Luís Pedro Coelho and his colleagues from the European laboratory of molecular biology in cooperation with Nestlé Research studied an intestines microbiome — the genetic material belonging to a microbiota, beagles and retrievers. They found that intestinal microflora of dogs was similar to human. Besides, the intestinal microbiome is more similar to dog, than pork or mouse though these two animals are often used in model researches.

Intestinal Microflora at Dogs Was Similar to Human

of the Detail of a research

Speaking about opening, Coelho said that people are more similar to the barking pets , than thought initially.

Domestication of Wolves

Wild wolves were the first animals who were cultivated, and people often shared food resources and premises with "the best friends" throughout all history.

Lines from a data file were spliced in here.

use std::collections::BTreeMap;

use chrono::{DateTime, Utc};
use sea_orm::{DatabaseConnection, TransactionTrait};
use serde::Serialize;
use tracing::info;
use uuid::Uuid;

use super::PaymentOrchestrator;
use crate::db::{commerce as commerce_db, invoices as invoice_db};
use crate::error::{CoreError, CoreResult};
use crate::gateway::PaymentGateway;
use crate::models::{ecommerce_payments, invoices, orders, products, users};
use crate::money::Money;

#[derive(Debug, Clone, Serialize)]
pub struct CheckoutResult {
    pub payment: ecommerce_payments::Model,
    pub orders: Vec<orders::Model>,
    pub invoice: invoices::Model,
    pub snap_token: String,
    pub redirect_url: String,
}

/// `INV-YYYYMMDD-XXXXXXXX`.
pub fn generate_invoice_number(now: DateTime<Utc>) -> String {
    let suffix = Uuid::new_v4().simple().to_string().to_uppercase();
    format!("INV-{}-{}", now.format("%Y%m%d"), &suffix[..8])
}

fn subtotal(lines: &[(products::Model, i32)]) -> CoreResult<Money> {
    lines
        .iter()
        .try_fold(Money::ZERO, |acc, (product, qty)| {
            product
                .price
                .checked_mul(i64::from(*qty))
                .and_then(|line| acc.checked_add(line))
        })
        .ok_or_else(|| CoreError::InvalidInput("order total is out of range".to_string()))
}

impl<G: PaymentGateway> PaymentOrchestrator<G> {
    /// Turn the customer's cart into one order per seller, reserve stock and
    /// open the gateway session, all in one transaction.
    pub async fn checkout(
        &self,
        db: &DatabaseConnection,
        customer: &users::Model,
    ) -> CoreResult<CheckoutResult> {
        let txn = db.begin().await?;

        let cart = commerce_db::lock_cart(&txn, customer.id).await?;
        if cart.is_empty() {
            return Err(CoreError::IllegalState("Cart is empty".to_string()));
        }

        let mut by_seller: BTreeMap<Uuid, Vec<(products::Model, i32)>> = BTreeMap::new();
        for item in cart {
            if item.quantity <= 0 {
                return Err(CoreError::InvalidInput(format!(
                    "Cart item {} has a non-positive quantity",
                    item.id
                )));
            }

            let product = commerce_db::lock_product(&txn, item.product_id)
                .await?
                .ok_or_else(|| CoreError::not_found("Product", item.product_id))?;
            if product.available() < item.quantity {
                return Err(CoreError::Conflict(format!(
                    "Insufficient stock for {}",
                    product.name
                )));
            }

            let stock = product.stock;
            let reserved = product.reserved_stock + item.quantity;
            let product = commerce_db::update_stock_levels(&txn, product, stock, reserved).await?;
            by_seller
                .entry(product.farmer_id)
                .or_default()
                .push((product, item.quantity));
        }

        let now = Utc::now();
        let mut orders = Vec::with_capacity(by_seller.len());
        for (seller_id, lines) in by_seller {
            let order = commerce_db::insert_order(
                &txn,
                generate_invoice_number(now),
                seller_id,
                customer.id,
                subtotal(&lines)?,
            )
            .await?;
            for (product, quantity) in &lines {
                commerce_db::insert_order_item(&txn, order.id, product.id, *quantity, product.price)
                    .await?;
            }
            orders.push(order);
        }

        commerce_db::clear_cart(&txn, customer.id).await?;

        let grand_total: Money = orders.iter().map(|o| o.total_amount).sum();
        let payment = commerce_db::insert_payment(&txn, customer.id, grand_total).await?;
        for order in &orders {
            commerce_db::link_payment_order(&txn, payment.id, order.id).await?;
        }
        let invoice = self
            .invoices
            .issue_for_payment(&txn, &payment, &orders)
            .await?;

        let session = self.open_session(payment.id, grand_total, customer).await?;
        let payment = commerce_db::store_payment_session(
            &txn,
            payment,
            session.token.clone(),
            session.redirect_url.clone(),
        )
        .await?;
        let invoice = invoice_db::store_session(
            &txn,
            invoice,
            session.token.clone(),
            session.redirect_url.clone(),
        )
        .await?;

        txn.commit().await?;

        info!(
            payment_id = %payment.id,
            customer_id = %customer.id,
            orders = orders.len(),
            grand_total = %payment.grand_total,
            "Checkout completed"
        );
        Ok(CheckoutResult {
            payment,
            orders,
            invoice,
            snap_token: session.token,
            redirect_url: session.redirect_url,
        })
    }
}

#[cfg(test)]
mod tests {
    use super::*;

    #[test]
    fn test_invoice_number_format() {
        let now = chrono::TimeZone::with_ymd_and_hms(&Utc, 2025, 6, 1, 8, 30, 0).unwrap();
        let number = generate_invoice_number(now);
        assert!(number.starts_with("INV-20250601-"));
        assert_eq!(number.len(), "INV-20250601-".len() + 8);
        assert!(number[13..].chars().all(|c| c.is_ascii_hexdigit() && !c.is_ascii_lowercase()));
    }
}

It is no wonder that these factors contributed to the development of a human intestinal microbiota in the same vein, as dog.

On it the similarity does not come to an end.

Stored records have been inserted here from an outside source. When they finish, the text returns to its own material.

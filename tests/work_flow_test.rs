//! Work projects end to end: hiring, invoicing, webhook settlement, completion.
//!
//! Run with: `cargo test --test work_flow_test`
mod common;

use agrimarket_backend::db::{
    invoices as invoice_db, ledger as ledger_db, projects as project_db,
    webhook_logs as log_db,
};
use agrimarket_backend::error::CoreError;
use agrimarket_backend::models::invoices::{self, Obligation};
use agrimarket_backend::models::payouts::{self, PayeeType};
use agrimarket_backend::models::project_applications::{self as applications, CreateApplication};
use agrimarket_backend::models::project_assignments as assignments;
use agrimarket_backend::models::projects::{self, DirectOffer, PaymentType};
use agrimarket_backend::models::users::{self, Roles};
use agrimarket_backend::models::contracts;
use agrimarket_backend::money::Money;
use agrimarket_backend::services::contracts::{AcceptedApplication, WORKER_BUSY};
use agrimarket_backend::services::payments::WebhookAck;
use agrimarket_backend::services::{board, lifecycle};
use common::{Engines, engines, harvest_project, seed_user, settlement_for, setup_db, signed_callback};
use sea_orm::DatabaseConnection;

struct Staffed {
    farmer: users::Model,
    workers: Vec<users::Model>,
    project: projects::Model,
    accepted: Vec<AcceptedApplication>,
    invoice: invoices::Model,
}

/// Post a project for `n` workers and accept one application per worker.
async fn staffed_project(db: &DatabaseConnection, e: &Engines, n: usize) -> Staffed {
    let farmer = seed_user(db, "Farmer", Roles::Farmer).await;
    let project = board::create_project(db, farmer.id, harvest_project(n as i32))
        .await
        .unwrap();

    let mut workers = Vec::new();
    let mut accepted = Vec::new();
    for i in 0..n {
        let worker = seed_user(db, &format!("Worker{i}"), Roles::Worker).await;
        let application = board::apply(
            db,
            project.id,
            worker.id,
            CreateApplication {
                message: "I have a sickle".to_string(),
            },
        )
        .await
        .unwrap();
        accepted.push(
            e.contracts
                .accept_application(db, application.id, farmer.id)
                .await
                .unwrap(),
        );
        workers.push(worker);
    }

    let invoice = accepted
        .last()
        .and_then(|a| a.invoice.clone())
        .expect("last acceptance should issue the invoice");
    let project = project_db::get_project_by_id(db, project.id)
        .await
        .unwrap()
        .unwrap();

    Staffed {
        farmer,
        workers,
        project,
        accepted,
        invoice,
    }
}

#[tokio::test]
async fn test_full_staffing_issues_invoice_with_platform_fee() {
    let db = setup_db().await;
    let e = engines();
    let s = staffed_project(&db, &e, 2).await;

    assert!(s.accepted[0].invoice.is_none());
    assert_eq!(s.project.status, projects::Status::WaitingPayment);
    assert_eq!(s.invoice.amount, Money::from_major(600_000));
    assert_eq!(s.invoice.platform_fee, Money::from_major(30_000));
    assert_eq!(s.invoice.total_amount, Money::from_major(630_000));
    assert_eq!(s.invoice.status, invoices::Status::Pending);
    assert_eq!(s.invoice.payer_id, s.farmer.id);
    assert_eq!(s.invoice.attempt, 1);
    assert_eq!(s.invoice.due_date.timestamp_subsec_nanos(), 0);

    for a in &s.accepted {
        assert_eq!(a.contract.status, contracts::Status::PendingSignature);
        assert_eq!(a.assignment.status, assignments::Status::Assigned);
        assert_eq!(a.application.status, applications::Status::Accepted);
    }
}

#[tokio::test]
async fn test_paid_webhook_opens_escrow_and_completion_closes_project() {
    let db = setup_db().await;
    let e = engines();
    let s = staffed_project(&db, &e, 2).await;

    for (a, worker) in s.accepted.iter().zip(&s.workers) {
        let signed = e.contracts.sign(&db, a.contract.id, worker.id).await.unwrap();
        assert_eq!(signed.contract.status, contracts::Status::Active);
        assert!(signed.invoice.is_none());
    }

    let initiated = e.payments.initiate(&db, s.invoice.id, &s.farmer).await.unwrap();
    assert_eq!(initiated.snap_token, format!("snap-{}", s.invoice.id));
    assert_eq!(initiated.amount, Money::from_major(630_000));

    let ack = e
        .payments
        .handle_webhook(&db, &settlement_for(&s.invoice), "{}".to_string())
        .await
        .unwrap();
    assert_eq!(ack, WebhookAck::Paid);

    let invoice = invoice_db::get_invoice_by_id(&db, s.invoice.id).await.unwrap().unwrap();
    assert_eq!(invoice.status, invoices::Status::Paid);
    assert!(invoice.paid_at.is_some());

    let project = project_db::get_project_by_id(&db, s.project.id).await.unwrap().unwrap();
    assert_eq!(project.status, projects::Status::InProgress);

    let transaction = ledger_db::get_transaction_by_invoice(&db, invoice.id)
        .await
        .unwrap()
        .unwrap();
    assert_eq!(transaction.amount_paid, Money::from_major(630_000));
    assert_eq!(transaction.payment_method, "bank_transfer");
    assert_eq!(transaction.payment_gateway_reference, format!("tx-{}", invoice.id));
    assert!(transaction.released_at.is_none());

    let payouts = ledger_db::get_payouts_by_transaction(&db, transaction.id).await.unwrap();
    assert_eq!(payouts.len(), 2);
    for payout in &payouts {
        assert_eq!(payout.amount, Money::from_major(300_000));
        assert_eq!(payout.payee_type, PayeeType::Worker);
        assert_eq!(payout.status, payouts::Status::PendingDisbursement);
        assert!(s.workers.iter().any(|w| w.id == payout.payee_id));
    }

    let profit = ledger_db::get_platform_profit_by_transaction(&db, transaction.id)
        .await
        .unwrap()
        .unwrap();
    assert_eq!(profit.amount, Money::from_major(30_000));

    let logs = log_db::get_logs_for_order(&db, &invoice.id.to_string()).await.unwrap();
    assert_eq!(logs.len(), 1);
    assert!(logs[0].signature_valid);
    assert!(logs[0].processed);

    let (_, project) = lifecycle::complete_assignment(&db, s.accepted[0].assignment.id, s.farmer.id)
        .await
        .unwrap();
    assert_eq!(project.status, projects::Status::InProgress);

    let (assignment, project) =
        lifecycle::complete_assignment(&db, s.accepted[1].assignment.id, s.farmer.id)
            .await
            .unwrap();
    assert_eq!(assignment.status, assignments::Status::Completed);
    assert_eq!(project.status, projects::Status::Completed);

    let details = e.contracts.list_contracts(&db, s.farmer.id).await.unwrap();
    assert_eq!(details.len(), 2);
    assert!(details.iter().all(|d| d.contract.status == contracts::Status::Completed));
}

#[tokio::test]
async fn test_replayed_webhook_is_acknowledged_once() {
    let db = setup_db().await;
    let e = engines();
    let s = staffed_project(&db, &e, 2).await;
    let body = settlement_for(&s.invoice);

    let first = e.payments.handle_webhook(&db, &body, "{}".to_string()).await.unwrap();
    let second = e.payments.handle_webhook(&db, &body, "{}".to_string()).await.unwrap();
    assert_eq!(first, WebhookAck::Paid);
    assert_eq!(second, WebhookAck::Duplicate);

    let logs = log_db::get_logs_for_order(&db, &s.invoice.id.to_string()).await.unwrap();
    assert_eq!(logs.len(), 2);
    assert_eq!(logs.iter().filter(|l| l.processed).count(), 1);

    let transaction = ledger_db::get_transaction_by_invoice(&db, s.invoice.id)
        .await
        .unwrap()
        .unwrap();
    let payouts = ledger_db::get_payouts_by_transaction(&db, transaction.id).await.unwrap();
    assert_eq!(payouts.len(), 2);
}

#[tokio::test]
async fn test_bad_signature_is_logged_and_rejected() {
    let db = setup_db().await;
    let e = engines();
    let s = staffed_project(&db, &e, 1).await;

    let mut body: serde_json::Value = serde_json::from_str(&settlement_for(&s.invoice)).unwrap();
    body["signature_key"] = serde_json::Value::String("0".repeat(128));

    let result = e
        .payments
        .handle_webhook(&db, &body.to_string(), "{}".to_string())
        .await;
    assert!(matches!(result, Err(CoreError::Unauthorized(_))));

    let invoice = invoice_db::get_invoice_by_id(&db, s.invoice.id).await.unwrap().unwrap();
    assert_eq!(invoice.status, invoices::Status::Pending);
    assert!(ledger_db::get_transaction_by_invoice(&db, invoice.id).await.unwrap().is_none());

    let logs = log_db::get_logs_for_order(&db, &invoice.id.to_string()).await.unwrap();
    assert_eq!(logs.len(), 1);
    assert!(!logs[0].signature_valid);
    assert!(!logs[0].processed);
}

Obesity at the barking quadrupeds represents a serious problem for their owners, and the team of doctor Coelho considered how the microbiome of intestines of a dog changed in response to dietary interventions.

Having introduced a diet with the high content of protein and low content of carbohydrates for groups with an excess weight and thin animals, they found:

Dog with an Excess Weight

  1. The intestines microbiome considerably changed only at dogs with an excess weight .
  2. The microbiome at thin animal is much steadier . It was noticed also in researches in public.

Interested scientists: as transplantation of a fecal microbiota — capture at healthy people and change — showed to their patients with certain diseases positive results whether this procedure for overcoming obesity at dogs can potentially be used?

There are important consequences which follow from opening of doctor Coelho and his colleagues.

One of them: use barking four-footed as model for a research of a microbiome of intestines of the person and vice versa.